It isn’t that bad – I really love Farm Heroes Saga but I flat out refuse to pay for anything. If I can’t get through the level with my own talent and skill and the occasional extra they give me just for visiting every day, then I’ll keep trying until I can get through. Sometimes it takes me several days to pass a level. I don’t usually play it during the day – I like to play is around 9:30pm during my mind wind down time..

Bunnings Bits

Today we went to the local Bunnings store to pick up some plasterboard. The Other Half is going to make a ceiling in his man cave shed this weekend. We picked up the ute from my parents place and I saw rain off in the distance but it looked like it was going in another direction.

So we drove over, parked in the trade bay next to the plasterboard, locked the car and went off to find assorted sundries like Liquid Nails and gap filler. Having got those, we paid for everything we wanted at the trade desk, and wandered over to load 15 sheets of plasterboard into the ute, while a staff member stood there watching us instead of helping.

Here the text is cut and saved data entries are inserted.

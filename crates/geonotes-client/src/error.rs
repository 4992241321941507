// ABOUTME: Error types for geonotes-client
// ABOUTME: One taxonomy shared by transport, resource client, and note store

use thiserror::Error;

/// Errors that can occur in geonotes-client operations
#[derive(Debug, Error)]
pub enum NotesError {
    /// No response arrived before the request deadline.
    #[error("Timeout: server did not respond within {after_ms} ms")]
    Timeout { after_ms: u64 },

    /// The connection could not be established (refused, DNS, reset).
    #[error("Server unreachable: {0}")]
    NetworkUnreachable(String),

    /// The server answered with a non-2xx status. `body` is the raw
    /// response text, empty if there was none.
    #[error("API {status}: {}", status_detail(.status, .body))]
    ApiStatus { status: u16, body: String },

    /// Success status but the body was not the JSON shape we expected.
    #[error("Malformed response: {0}")]
    MalformedResponse(String),

    /// Local precondition failed; no request was sent.
    #[error("Validation failed: {0}")]
    Validation(String),

    /// Bad base address or unreadable config file.
    #[error("Configuration error: {0}")]
    Config(String),
}

/// Response text, or the status's reason phrase when the body is empty.
fn status_detail(status: &u16, body: &str) -> String {
    if !body.trim().is_empty() {
        return body.to_string();
    }
    reqwest::StatusCode::from_u16(*status)
        .ok()
        .and_then(|s| s.canonical_reason())
        .unwrap_or("no response body")
        .to_string()
}

/// Result type alias using NotesError.
pub type Result<T> = std::result::Result<T, NotesError>;

impl NotesError {
    /// Text suitable for showing to the person using the app.
    ///
    /// Timeouts and connection failures both read as "server unreachable";
    /// only the trailing reason differs.
    pub fn user_message(&self, api_url: &str) -> String {
        match self {
            NotesError::Timeout { after_ms } => format!(
                "Cannot reach the API server ({api_url}): no response within {after_ms} ms. \
                 Make sure the server is running."
            ),
            NotesError::NetworkUnreachable(_) => format!(
                "Cannot reach the API server ({api_url}). Make sure the server is running."
            ),
            other => other.to_string(),
        }
    }

    /// Whether a "try again" affordance makes sense for this failure.
    pub fn is_retryable(&self) -> bool {
        match self {
            NotesError::Timeout { .. } | NotesError::NetworkUnreachable(_) => true,
            NotesError::ApiStatus { status, .. } => *status >= 500,
            _ => false,
        }
    }

    /// HTTP status carried by `ApiStatus`, if any.
    pub fn status(&self) -> Option<u16> {
        match self {
            NotesError::ApiStatus { status, .. } => Some(*status),
            _ => None,
        }
    }
}

impl From<serde_json::Error> for NotesError {
    fn from(err: serde_json::Error) -> Self {
        NotesError::MalformedResponse(err.to_string())
    }
}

This loading job seemed to take a very long time and by the time we’d loaded all the sheets in, suddenly it was raining outside. So I was tasked with finding a tarp. Several more unhelpful staff members sent me off to incorrect places. The very worst was the bloke I asked who sent me right down to the other end of the store – only to discover that we were standing in the aisle where the tarps lived when I asked him! I did find an excellent tarp in the end.

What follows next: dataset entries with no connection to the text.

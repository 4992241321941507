// ABOUTME: HTTP transport with a hard per-request deadline
// ABOUTME: Maps reqwest failures, non-2xx statuses, and bad JSON into NotesError

use crate::config::ClientConfig;
use crate::error::{NotesError, Result};
use reqwest::header::{HeaderMap, HeaderValue, ACCEPT, CONTENT_TYPE};
use reqwest::{Method, StatusCode};
use serde_json::Value;
use std::time::{Duration, Instant};
use tracing::{debug, warn};

/// Executes single JSON requests against the configured base address.
///
/// Every call races the whole exchange (connect, send, body read) against
/// the configured timeout. Holds no state between calls beyond the pooled
/// `reqwest::Client`.
#[derive(Debug, Clone)]
pub struct Transport {
    client: reqwest::Client,
    base_url: String,
    timeout: Duration,
}

impl Transport {
    pub fn new(config: &ClientConfig) -> Result<Self> {
        let client = reqwest::Client::builder()
            .build()
            .map_err(|e| NotesError::Config(format!("Failed to create HTTP client: {}", e)))?;
        Self::with_client(client, config)
    }

    /// Reuse an existing `reqwest::Client` (shares its connection pool).
    pub fn with_client(client: reqwest::Client, config: &ClientConfig) -> Result<Self> {
        config.validate()?;
        let base_url = config.base_url()?.as_str().trim_end_matches('/').to_string();
        Ok(Self {
            client,
            base_url,
            timeout: config.timeout(),
        })
    }

    pub fn base_url(&self) -> &str {
        &self.base_url
    }

    pub fn timeout(&self) -> Duration {
        self.timeout
    }

    /// Perform one request.
    ///
    /// Returns `Ok(None)` for 204 (or an empty success body), the decoded
    /// JSON otherwise. `headers` are merged over the JSON defaults.
    pub async fn request(
        &self,
        path: &str,
        method: Method,
        body: Option<&Value>,
        headers: Option<&HeaderMap>,
    ) -> Result<Option<Value>> {
        let started = Instant::now();
        let outcome =
            tokio::time::timeout(self.timeout, self.exchange(path, &method, body, headers)).await;

        match outcome {
            Ok(result) => result,
            Err(_) => {
                warn!(
                    method = %method,
                    path,
                    elapsed_ms = started.elapsed().as_millis() as u64,
                    "request timed out"
                );
                Err(NotesError::Timeout {
                    after_ms: self.timeout_ms(),
                })
            }
        }
    }

    async fn exchange(
        &self,
        path: &str,
        method: &Method,
        body: Option<&Value>,
        headers: Option<&HeaderMap>,
    ) -> Result<Option<Value>> {
        let started = Instant::now();
        let url = join_url(&self.base_url, path);

        let mut request = self
            .client
            .request(method.clone(), &url)
            .headers(merged_headers(headers));
        if let Some(body) = body {
            request = request.json(body);
        }

        let response = request.send().await.map_err(|e| self.classify(e))?;
        let status = response.status();

        debug!(
            method = %method,
            path,
            status = status.as_u16(),
            elapsed_ms = started.elapsed().as_millis() as u64,
            "request completed"
        );

        if !status.is_success() {
            let body = response.text().await.unwrap_or_default();
            return Err(NotesError::ApiStatus {
                status: status.as_u16(),
                body,
            });
        }

        if status == StatusCode::NO_CONTENT {
            return Ok(None);
        }

        let bytes = response.bytes().await.map_err(|e| self.classify(e))?;
        if bytes.is_empty() {
            return Ok(None);
        }

        serde_json::from_slice(&bytes)
            .map(Some)
            .map_err(|e| NotesError::MalformedResponse(format!("{method} {path}: {e}")))
    }

    fn timeout_ms(&self) -> u64 {
        self.timeout.as_millis() as u64
    }

    fn classify(&self, err: reqwest::Error) -> NotesError {
        if err.is_timeout() {
            NotesError::Timeout {
                after_ms: self.timeout_ms(),
            }
        } else if err.is_builder() {
            NotesError::Config(err.to_string())
        } else {
            NotesError::NetworkUnreachable(err.to_string())
        }
    }
}

/// Base address plus an absolute path, with exactly one slash between them.
fn join_url(base: &str, path: &str) -> String {
    format!(
        "{}/{}",
        base.trim_end_matches('/'),
        path.trim_start_matches('/')
    )
}

fn merged_headers(extra: Option<&HeaderMap>) -> HeaderMap {
    let mut headers = HeaderMap::new();
    headers.insert(CONTENT_TYPE, HeaderValue::from_static("application/json"));
    headers.insert(ACCEPT, HeaderValue::from_static("application/json"));
    if let Some(extra) = extra {
        for (name, value) in extra {
            headers.insert(name.clone(), value.clone());
        }
    }
    headers
}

When looking for rope in the ute, I discovered two octopus straps. I thought these had been outlawed and banned years ago. But today they were perfect for our purpose – it wasn’t until we undid them that we nearly killed ourselves.

Book Bobs

My e-reader ran out of battery the other day. It has been a long time since I have picked up a physical book. I picked up one of the heavier books that I own – Aircraft Accident Analysis: Final Reports by James Walters and Robert Sumwalt – and almost right away I remembered why I love my tablet book reader so much now. It is light. I just tap it to turn the page. It can stand up by itself due to the case I own, and I can read in the dark.

Blogging for Books

One of the bloggers I read linked to Blogging for Books. I headed over to check it out and discovered that Aussies can participate via ebooks, so I signed up. I also joined up over at Netgalley.

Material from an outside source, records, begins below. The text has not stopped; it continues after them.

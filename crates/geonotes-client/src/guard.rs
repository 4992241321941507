// ABOUTME: Re-entrancy guard for user-triggered actions (save, delete, refresh)
// ABOUTME: A trigger stays disabled while its ticket is alive

use std::sync::atomic::{AtomicBool, Ordering};
use std::sync::Arc;

/// Gate for one user-facing action.
///
/// Clone it into whatever renders the trigger; `is_busy` drives the disabled
/// state and `try_begin` refuses a second submission while the first is in
/// flight.
#[derive(Debug, Clone, Default)]
pub struct ActionGuard {
    busy: Arc<AtomicBool>,
}

/// Proof that the action is running. Dropping it re-enables the trigger,
/// including on early return or panic.
#[derive(Debug)]
pub struct ActionTicket {
    busy: Arc<AtomicBool>,
}

impl ActionGuard {
    pub fn new() -> Self {
        Self::default()
    }

    pub fn try_begin(&self) -> Option<ActionTicket> {
        self.busy
            .compare_exchange(false, true, Ordering::AcqRel, Ordering::Acquire)
            .ok()
            .map(|_| ActionTicket {
                busy: Arc::clone(&self.busy),
            })
    }

    pub fn is_busy(&self) -> bool {
        self.busy.load(Ordering::Acquire)
    }
}

impl Drop for ActionTicket {
    fn drop(&mut self) {
        self.busy.store(false, Ordering::Release);
    }
}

You might see the occasional – or even regular – book review(s) here on the blog. My first book from Blogging for Books is Trapped Under the Sea by Neil Swidey. I am really looking forward to reading this. As the weather for the weekend looks not optimal, I might spend some serious time reading.

I am not a diver myself but I have read several books about diving now and find them to be oddly fascinating. There are two I would strongly recommend if you want to give a new kind of book a try. The first is Diving into Darkness which is also known as Raising the Dead in some places..

did

I picked this book up at the $5 book store purely because the cover grabbed me, then I turned it over and the blurb made me want to read the book right then and there. I took it home and read it from cover to cover, only stopping for necessary bodily functions when they could no longer be ignored. That is the kind of reader I am. This is also why I limit the books I read at bedtime if I have to be somewhere the next day. :)

Australian Story did a show “To Boldly Go” about this diving story back in 2005 but truly, the book is amazing, and I would recommend reading that first if you can source it. I especially loved how the author explained diving so I – a non diver – could understand it.

The second diving book I would recommend is Shadow Divers – which in researching for this post, I discovered Peter Weir is involved with making a movie about it, though it is still in development.

While I was creating my profile at Netgalley, I wrote something which I thought I would share here with you as well. Here it is :)

The story of Snoskred and books –

I have been reading books for over 35 years now. Favourite books when I was a child included

Enid Blyton – in particular the Faraway Tree books
Elinor Brent-Dyer – the Chalet School books
E.L Konigsberg – From the Mixed-Up Files of Mrs. Basil E. Frankweiler started me dreaming about running away to the local Museum.

Favourites now include –

Jane Austen – these are my relaxing books, I read them when I have to get up on time the next day.
John Grisham – The early works, not such a fan of the newer stuff. I have good (but lengthy so won’t bore you with that here) reasons.
Stephen King – The favourite would be The Dead Zone, followed by The Stand, and then a multitude of books fight it out for 3rd place.
John J Nance – His aviation thrillers are amazing, can’t put down rollercoaster rides, I *highly* recommend this author if you have not read anything by him.

Other names that appear often on my bookshelves and in my e-reader include – Michael Crichton – Robin Cook – Anne Rice – Michael Connelly – Jeff Lindsay – Agatha Christie – Jodi Picoult – Thomas Harris – and many, many more.

Non fiction my interests are biographies, aviation – in particular crash investigation books – true crime as long as there are no scary photos – books about science or going to the moon, and other books which have come to me as a surprise eg- books about diving, submarines, interesting history books..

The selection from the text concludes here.